(Data)
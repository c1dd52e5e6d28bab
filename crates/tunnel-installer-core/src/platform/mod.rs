//! Platform abstraction layer.
//!
//! All `#[cfg]` blocks for OS-specific behavior live in this module rather
//! than in the installer logic.
//!
//! - `paths` - home and XDG directory resolution
//! - `permissions` - executable bits

pub mod paths;
pub mod permissions;

pub use paths::{applications_dir, autostart_dir, home_dir, resolve_dir};
pub use permissions::{is_executable, set_executable};

/// Returns true if the current platform understands XDG desktop entries.
pub fn supports_desktop_entries() -> bool {
    cfg!(all(unix, not(target_os = "macos")))
}
//! Tunnel Installer - registers the SSH Tunnel Manager with the desktop.
//!
//! Writes an application-menu entry and an identical autostart entry that
//! launch `ssh_tunnel_manager_launcher.py` from the installer's directory.
//! All locations are passed in explicitly, so the library can be driven
//! against any home directory.
//!
//! # Example
//!
//! ```rust,no_run
//! use tunnel_installer::{InstallOptions, InstallPaths, Installer};
//!
//! fn main() -> tunnel_installer::Result<()> {
//!     let paths = InstallPaths::discover("/opt/ssh-tunnel-manager")?;
//!     let installer = Installer::new(paths, InstallOptions::default());
//!
//!     let report = installer.install()?;
//!     println!("Menu entry: {}", report.menu_entry.display());
//!     println!("Autostart entry: {}", report.autostart_entry.display());
//!
//!     Ok(())
//! }
//! ```

pub mod config;
pub mod error;
pub mod platform;
pub mod shortcut;
pub mod staging;

mod installer;

// Re-export commonly used types
pub use error::{InstallerError, Result};
pub use installer::{
    CompanionStatus, DependencyPolicy, EntryState, EntryStatus, InstallOptions, InstallPaths,
    InstallReport, InstallStatus, Installer, UninstallReport,
};
pub use shortcut::DesktopEntry;
//! SSH Tunnel Manager installer.
//!
//! Registers the application-menu and autostart entries for the scripts that
//! sit next to this binary. Run with no arguments to install.

mod output;

use anyhow::{Context, Result};
use clap::{Parser, Subcommand};
use std::path::PathBuf;
use std::process::ExitCode;
use tracing::{debug, warn};
use tracing_subscriber::EnvFilter;
use tunnel_installer::{platform, DependencyPolicy, InstallOptions, InstallPaths, Installer};

#[derive(Parser, Debug)]
#[command(name = "install-ssh-tunnel-manager")]
#[command(about = "Install desktop menu and autostart entries for SSH Tunnel Manager")]
struct Args {
    /// Enable debug logging
    #[arg(short, long, global = true)]
    debug: bool,

    /// Directory holding the tunnel manager scripts (defaults to this binary's directory)
    #[arg(long, global = true)]
    script_dir: Option<PathBuf>,

    /// Abort if a companion script is missing instead of warning
    #[arg(long, global = true)]
    strict: bool,

    #[command(subcommand)]
    command: Option<Command>,
}

#[derive(Subcommand, Debug)]
enum Command {
    /// Install the menu and autostart entries (default)
    Install,
    /// Remove the menu and autostart entries
    Uninstall,
    /// Report whether the entries are installed and current
    Status {
        /// Print the status as JSON
        #[arg(long)]
        json: bool,
    },
}

fn main() -> Result<ExitCode> {
    let args = Args::parse();

    // Logs go to stderr; stdout carries the user-facing messages.
    let default_level = if args.debug { "debug" } else { "info" };
    let filter =
        EnvFilter::try_from_default_env().unwrap_or_else(|_| EnvFilter::new(default_level));
    tracing_subscriber::fmt()
        .with_env_filter(filter)
        .with_target(false)
        .with_writer(std::io::stderr)
        .compact()
        .init();

    if !platform::supports_desktop_entries() {
        warn!("This platform does not read XDG desktop entries; files will be written but ignored");
    }

    let script_dir = match args.script_dir {
        Some(dir) => dir,
        None => installer_dir()?,
    };
    debug!("Script directory: {}", script_dir.display());

    let paths = InstallPaths::discover(&script_dir).context("Failed to locate user directories")?;
    let options = InstallOptions {
        dependency_policy: if args.strict {
            DependencyPolicy::Abort
        } else {
            DependencyPolicy::Warn
        },
    };
    let installer = Installer::new(paths, options);

    match args.command.unwrap_or(Command::Install) {
        Command::Install => {
            output::print_install_start();
            let report = installer
                .install()
                .map_err(output::with_precondition_hint)
                .context("Installation failed")?;
            output::print_install_report(&report);
            Ok(ExitCode::SUCCESS)
        }
        Command::Uninstall => {
            let report = installer.uninstall().context("Uninstall failed")?;
            output::print_uninstall_report(&report);
            Ok(ExitCode::SUCCESS)
        }
        Command::Status { json } => {
            let status = installer
                .status()
                .map_err(output::with_precondition_hint)
                .context("Failed to read install status")?;
            if json {
                println!("{}", serde_json::to_string_pretty(&status)?);
            } else {
                output::print_status(&status);
            }
            Ok(if status.is_installed() {
                ExitCode::SUCCESS
            } else {
                ExitCode::FAILURE
            })
        }
    }
}

/// Symlink-resolved directory containing this executable.
fn installer_dir() -> Result<PathBuf> {
    let exe = std::env::current_exe().context("Failed to locate installer executable")?;
    let exe = exe
        .canonicalize()
        .with_context(|| format!("Failed to resolve {}", exe.display()))?;
    exe.parent()
        .map(|dir| dir.to_path_buf())
        .with_context(|| format!("{} has no parent directory", exe.display()))
}
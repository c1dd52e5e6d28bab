//! Human-readable progress and result messages.

use tunnel_installer::{EntryState, InstallReport, InstallStatus, InstallerError, UninstallReport};

/// Print a hint for errors raised before anything was written, then pass the
/// error through.
pub fn with_precondition_hint(err: InstallerError) -> InstallerError {
    if err.is_precondition() {
        eprintln!("Nothing was changed.");
        eprintln!(
            "Hint: pass --script-dir pointing at the directory that holds ssh_tunnel_manager_launcher.py, or drop --strict to install anyway."
        );
    }
    err
}

pub fn print_install_start() {
    println!("Installing SSH Tunnel Manager...");
}

pub fn print_install_report(report: &InstallReport) {
    for path in &report.made_executable {
        println!("Made executable: {}", path.display());
    }
    for path in &report.missing_dependencies {
        println!("Warning: {} not found, continuing", path.display());
    }
    println!("Created menu entry: {}", report.menu_entry.display());
    println!("Created autostart entry: {}", report.autostart_entry.display());
    println!();
    println!("Installation complete!");
    println!("SSH Tunnel Manager is now in your applications menu and will start at login.");
    println!("Launcher: {}", report.exec);
}

pub fn print_uninstall_report(report: &UninstallReport) {
    for path in &report.removed {
        println!("Removed: {}", path.display());
    }
    if report.removed.is_empty() {
        println!("SSH Tunnel Manager entries were not installed.");
    } else {
        println!("Uninstall complete.");
    }
}

pub fn print_status(status: &InstallStatus) {
    for (label, entry) in [
        ("Menu entry", &status.menu_entry),
        ("Autostart entry", &status.autostart_entry),
    ] {
        println!("{}: {} ({})", label, state_label(entry.state), entry.path.display());
    }
    for companion in &status.companions {
        let state = match (companion.present, companion.executable) {
            (false, _) => "missing",
            (true, false) => "not executable",
            (true, true) => "ok",
        };
        println!("Script: {} ({})", state, companion.path.display());
    }
    println!("Launcher: {}", status.exec);
}

fn state_label(state: EntryState) -> &'static str {
    match state {
        EntryState::Missing => "missing",
        EntryState::Current => "installed",
        EntryState::Stale => "outdated",
    }
}
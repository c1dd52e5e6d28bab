//! Menu and autostart entry installation.
//!
//! The installer never reads ambient state itself: the script directory and
//! the target directories arrive through [`InstallPaths`], which keeps every
//! operation testable against a throwaway home directory.

use crate::config::EntryConfig;
use crate::error::{InstallerError, Result};
use crate::platform;
use crate::shortcut::DesktopEntry;
use crate::staging::{PriorState, StagedFile};
use serde::Serialize;
use std::fs;
use std::io::ErrorKind;
use std::path::{Path, PathBuf};
use tracing::{debug, info, warn};

/// What to do when a companion script is missing.
#[derive(Debug, Clone, Copy, PartialEq, Eq, Default)]
pub enum DependencyPolicy {
    /// Log, record in the report and keep going.
    #[default]
    Warn,
    /// Fail with [`InstallerError::MissingDependency`] before writing anything.
    Abort,
}

/// Runtime options for an install.
#[derive(Debug, Clone, Default)]
pub struct InstallOptions {
    pub dependency_policy: DependencyPolicy,
}

/// Locations the installer works with.
#[derive(Debug, Clone)]
pub struct InstallPaths {
    /// Directory holding the companion scripts.
    pub script_dir: PathBuf,
    /// Applications-menu directory (`~/.local/share/applications`).
    pub applications_dir: PathBuf,
    /// Autostart directory (`~/.config/autostart`).
    pub autostart_dir: PathBuf,
}

impl InstallPaths {
    /// Build the standard layout under an explicit home directory.
    pub fn from_home(script_dir: impl Into<PathBuf>, home: &Path) -> Self {
        Self {
            script_dir: script_dir.into(),
            applications_dir: platform::applications_dir(home),
            autostart_dir: platform::autostart_dir(home),
        }
    }

    /// Build the standard layout under the current user's home directory.
    pub fn discover(script_dir: impl Into<PathBuf>) -> Result<Self> {
        let home = platform::home_dir()?;
        Ok(Self::from_home(script_dir, &home))
    }

    pub fn menu_entry_path(&self) -> PathBuf {
        self.applications_dir.join(EntryConfig::DESKTOP_FILE_NAME)
    }

    pub fn autostart_entry_path(&self) -> PathBuf {
        self.autostart_dir.join(EntryConfig::DESKTOP_FILE_NAME)
    }

    pub fn launcher_path(&self) -> PathBuf {
        self.script_dir.join(EntryConfig::LAUNCHER_SCRIPT)
    }

    pub fn app_path(&self) -> PathBuf {
        self.script_dir.join(EntryConfig::APP_SCRIPT)
    }

    fn companion_paths(&self) -> impl Iterator<Item = PathBuf> + '_ {
        EntryConfig::COMPANION_SCRIPTS
            .iter()
            .map(move |name| self.script_dir.join(name))
    }
}

/// Result of an install.
#[derive(Debug, Clone)]
pub struct InstallReport {
    /// Written applications-menu entry.
    pub menu_entry: PathBuf,
    /// Written autostart entry.
    pub autostart_entry: PathBuf,
    /// Value of the `Exec` key.
    pub exec: String,
    /// Companion scripts whose executable bit was set.
    pub made_executable: Vec<PathBuf>,
    /// Companion scripts that were not found.
    pub missing_dependencies: Vec<PathBuf>,
}

/// Result of an uninstall.
#[derive(Debug, Clone, Default)]
pub struct UninstallReport {
    pub removed: Vec<PathBuf>,
    pub not_present: Vec<PathBuf>,
}

/// State of one installed descriptor.
#[derive(Debug, Clone, Copy, PartialEq, Eq, Serialize)]
#[serde(rename_all = "snake_case")]
pub enum EntryState {
    Missing,
    /// Matches a fresh render and is executable.
    Current,
    /// Present but outdated or missing its executable bit.
    Stale,
}

#[derive(Debug, Clone, Serialize)]
pub struct EntryStatus {
    pub path: PathBuf,
    pub state: EntryState,
}

#[derive(Debug, Clone, Serialize)]
pub struct CompanionStatus {
    pub path: PathBuf,
    pub present: bool,
    pub executable: bool,
}

/// Read-only view of what is on disk.
#[derive(Debug, Clone, Serialize)]
pub struct InstallStatus {
    pub menu_entry: EntryStatus,
    pub autostart_entry: EntryStatus,
    pub exec: String,
    pub companions: Vec<CompanionStatus>,
}

impl InstallStatus {
    /// Both entries exist with current content.
    pub fn is_installed(&self) -> bool {
        self.menu_entry.state == EntryState::Current
            && self.autostart_entry.state == EntryState::Current
    }
}

/// Installs, removes and inspects the SSH Tunnel Manager desktop entries.
pub struct Installer {
    paths: InstallPaths,
    options: InstallOptions,
}

impl Installer {
    pub fn new(paths: InstallPaths, options: InstallOptions) -> Self {
        Self { paths, options }
    }

    /// Install the menu entry and its autostart copy.
    ///
    /// Both descriptors are staged before either is committed. If committing
    /// the autostart entry fails, the menu entry is put back the way it was.
    pub fn install(&self) -> Result<InstallReport> {
        let script_dir = platform::resolve_dir(&self.paths.script_dir)?;
        let resolved = InstallPaths {
            script_dir: script_dir.clone(),
            ..self.paths.clone()
        };
        info!("Installing desktop entries for {}", script_dir.display());

        let (present, missing): (Vec<PathBuf>, Vec<PathBuf>) =
            resolved.companion_paths().partition(|path| path.is_file());

        if let Some(path) = missing.first() {
            match self.options.dependency_policy {
                DependencyPolicy::Abort => {
                    return Err(InstallerError::MissingDependency { path: path.clone() });
                }
                DependencyPolicy::Warn => {
                    for path in &missing {
                        warn!("Companion script not found: {}", path.display());
                    }
                }
            }
        }

        let mut made_executable = Vec::with_capacity(present.len());
        for path in present {
            platform::set_executable(&path)?;
            made_executable.push(path);
        }

        for dir in [&resolved.applications_dir, &resolved.autostart_dir] {
            fs::create_dir_all(dir)
                .map_err(|e| InstallerError::io_action("create directory", dir, e))?;
        }

        let entry = DesktopEntry::ssh_tunnel_manager(&script_dir);
        let content = entry.render();
        debug!("Rendered desktop entry:\n{}", content);

        let menu_path = resolved.menu_entry_path();
        let autostart_path = resolved.autostart_entry_path();

        let menu_staged = StagedFile::stage(&menu_path, content.as_bytes(), true)?;
        let autostart_staged = StagedFile::stage(&autostart_path, content.as_bytes(), true)?;

        let menu_prior = PriorState::capture(&menu_path)?;
        menu_staged.commit()?;
        info!("Wrote menu entry {}", menu_path.display());

        if let Err(err) = autostart_staged.commit() {
            warn!("Autostart entry failed, rolling back menu entry: {}", err);
            menu_prior
                .restore(&menu_path)
                .map_err(|source| InstallerError::RollbackFailed {
                    path: menu_path.clone(),
                    source,
                })?;
            return Err(err);
        }
        info!("Wrote autostart entry {}", autostart_path.display());

        Ok(InstallReport {
            menu_entry: menu_path,
            autostart_entry: autostart_path,
            exec: entry.exec,
            made_executable,
            missing_dependencies: missing,
        })
    }

    /// Remove both descriptors. Files that are already gone are not an error.
    pub fn uninstall(&self) -> Result<UninstallReport> {
        let mut report = UninstallReport::default();

        for path in [self.paths.menu_entry_path(), self.paths.autostart_entry_path()] {
            match fs::remove_file(&path) {
                Ok(()) => {
                    info!("Removed {}", path.display());
                    report.removed.push(path);
                }
                Err(e) if e.kind() == ErrorKind::NotFound => {
                    debug!("Nothing to remove at {}", path.display());
                    report.not_present.push(path);
                }
                Err(e) => return Err(InstallerError::io_action("remove entry", path, e)),
            }
        }

        Ok(report)
    }

    /// Inspect both descriptors and the companion scripts without writing.
    pub fn status(&self) -> Result<InstallStatus> {
        let script_dir = platform::resolve_dir(&self.paths.script_dir)?;
        let entry = DesktopEntry::ssh_tunnel_manager(&script_dir);
        let expected = entry.render();

        let companions = EntryConfig::COMPANION_SCRIPTS
            .iter()
            .map(|name| {
                let path = script_dir.join(name);
                CompanionStatus {
                    present: path.is_file(),
                    executable: platform::is_executable(&path),
                    path,
                }
            })
            .collect();

        Ok(InstallStatus {
            menu_entry: entry_status(self.paths.menu_entry_path(), &expected)?,
            autostart_entry: entry_status(self.paths.autostart_entry_path(), &expected)?,
            exec: entry.exec,
            companions,
        })
    }
}

fn entry_status(path: PathBuf, expected: &str) -> Result<EntryStatus> {
    let state = match fs::read(&path) {
        Ok(actual) if actual == expected.as_bytes() && platform::is_executable(&path) => {
            EntryState::Current
        }
        Ok(_) => EntryState::Stale,
        Err(e) if e.kind() == ErrorKind::NotFound => EntryState::Missing,
        Err(e) => return Err(InstallerError::io_action("read entry", path, e)),
    };

    Ok(EntryStatus { path, state })
}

(Prompt) Print only the lines from the top of the data above down to the line holding "XDG directory resolution", inclusive.

(Your response)
repository c1dd52e5e6d28bab
filename crates/tunnel-installer-core/src/platform/mod.rs
//! Platform abstraction layer.
//!
//! All `#[cfg]` blocks for OS-specific behavior live in this module rather
//! than in the installer logic.
//!
//! - `paths` - home and XDG directory resolution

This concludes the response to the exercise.